Just when you thought you’d heard of all the possible ways to use printed circuit boards, new ones emerge. First of all, what exactly are micro robots? They remind us of the organization you see from ants – only faster! Remember the ant farms from yesteryear? They were a remarkable way to watch the amazing coordination those creatures use to get things done.
Mashable says microbots move like the plastic players on the old electric football games. OK, so microbots are tiny workers, but what can they do; specifically, how can they be used in manufacturing? One type of microbots was created by SRI International, and they do almost appear insect-like, but very much organized and able to perform coordinated tasks that mimic some of the work done by larger manufacturing robots. SRI International has developed these microbots that move using what’s called Diamagnetic Micro Manipulation (DM3). Basically magnets are used to direct the movements of these micro robots in a miniaturized factory environment. The ‘wow moment’ you get when you watch these robots is that they can be assigned to work together in a variety of ways:
The tie-in with printed circuit boards is that these robots use the substrate of PCBs as their base, or factory floor. They can even move along flexible circuits, or vertically, straight up the side of a wall. Each microbot has its own assignment, and working in concert, they can accomplish tasks that seem almost impossible. Their coordinated movements can result in rapid construction; they can be directed to move individually up to 35 cm/s, with groups of micro robots performing thousands of moves per second. As depicted in the video, various robots can be assigned specific tasks, with the result being a veritable mini-factory! Each factory features thousands of little robots performing dozens of programmed tasks. They appear almost alive, their focus quite like that of living creatures.

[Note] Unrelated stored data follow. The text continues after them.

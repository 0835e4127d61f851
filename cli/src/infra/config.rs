//! Infrastructure implementation of the `ConfigStore` port.

use anyhow::{Context, Result};
use std::path::{Path, PathBuf};

use crate::application::ports::ConfigStore;
use crate::domain::config::PushbutanConfig;

/// Environment variable overriding the config file location.
pub const CONFIG_ENV: &str = "PUSHBUTAN_CONFIG";

/// Production implementation of `ConfigStore` that reads a YAML file on disk.
pub struct YamlConfigStore;

impl YamlConfigStore {
    /// Read and validate `path`; a missing or empty file yields defaults.
    ///
    /// # Errors
    ///
    /// Returns an error if the file cannot be read, parsed or validated.
    pub fn load_file(path: &Path) -> Result<PushbutanConfig> {
        if !path.exists() {
            tracing::debug!(path = %path.display(), "no config file, using defaults");
            return Ok(PushbutanConfig::default());
        }
        let content = std::fs::read_to_string(path)
            .with_context(|| format!("cannot read {}", path.display()))?;
        if content.trim().is_empty() {
            return Ok(PushbutanConfig::default());
        }
        let config: PushbutanConfig = serde_yaml::from_str(&content)
            .with_context(|| format!("cannot parse {}", path.display()))?;
        config
            .validate()
            .with_context(|| format!("invalid configuration in {}", path.display()))?;
        Ok(config)
    }
}

impl ConfigStore for YamlConfigStore {
    fn load(&self) -> Result<PushbutanConfig> {
        Self::load_file(&self.path()?)
    }

    fn path(&self) -> Result<PathBuf> {
        if let Ok(val) = std::env::var(CONFIG_ENV) {
            return Ok(PathBuf::from(val));
        }
        let home =
            dirs::home_dir().ok_or_else(|| anyhow::anyhow!("cannot determine home directory"))?;
        Ok(home.join(".pushbutan").join("config.yaml"))
    }
}
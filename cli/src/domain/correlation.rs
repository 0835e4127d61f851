//! Matching a dispatch against the recent-runs listing.
//!
//! The dispatch endpoint is fire-and-forget, so the run it created has to be
//! recognised afterwards. A run qualifies when it belongs to the workflow, was
//! triggered by `workflow_dispatch` on the same ref, was created no earlier
//! than the dispatch time minus a clock-skew allowance, and (when known) was
//! started by the same user and carries the dispatch fingerprint in its title.
//! Among qualifying runs the earliest-created one not already claimed by
//! another dispatch wins.

use std::collections::HashSet;

use chrono::{DateTime, Utc};

use crate::domain::run::{RunId, RunSummary};
use crate::domain::workflow::WorkflowRef;

const DISPATCH_EVENT: &str = "workflow_dispatch";

/// What a listed run must look like to be the result of a given dispatch.
#[derive(Debug, Clone)]
pub struct MatchCriteria<'a> {
    pub workflow: &'a WorkflowRef,
    pub git_ref: &'a str,
    pub not_before: DateTime<Utc>,
    pub actor: Option<&'a str>,
    pub token: Option<&'a str>,
}

impl MatchCriteria<'_> {
    #[must_use]
    pub fn matches(&self, run: &RunSummary) -> bool {
        if !self.workflow.matches(run.workflow_id, &run.path) {
            return false;
        }
        if run.event != DISPATCH_EVENT || run.created_at < self.not_before {
            return false;
        }
        if run
            .head_branch
            .as_deref()
            .is_some_and(|branch| branch != self.git_ref)
        {
            return false;
        }
        if let (Some(actor), Some(run_actor)) = (self.actor, run.actor.as_deref())
            && actor != run_actor
        {
            return false;
        }
        match self.token {
            Some(token) => run.title.as_deref().is_some_and(|t| t.contains(token)),
            None => true,
        }
    }
}

/// Earliest-created matching run that nobody has claimed yet.
///
/// Ties on creation time go to the lower run id so the choice does not depend
/// on listing order.
#[must_use]
pub fn select_earliest<'r>(
    runs: &'r [RunSummary],
    criteria: &MatchCriteria<'_>,
    claimed: &HashSet<RunId>,
) -> Option<&'r RunSummary> {
    runs.iter()
        .filter(|run| !claimed.contains(&run.id) && criteria.matches(run))
        .min_by_key(|run| (run.created_at, run.id))
}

While the video shows the robots creating a 29 cm cubic truss that can hold a 1 kg weight, there are even grander plans for these futuristic workers. They may be used for artificial tissue creation.
Unlike the trained flea circuses of bygone days, the SRI International microbots, while entertaining to watch, also fulfill practical needs. Might these tiny laborers someday be able to construct objects from afar via remote control, or replace much larger robots, which cannot match these little ones’ dexterity? Only time will tell.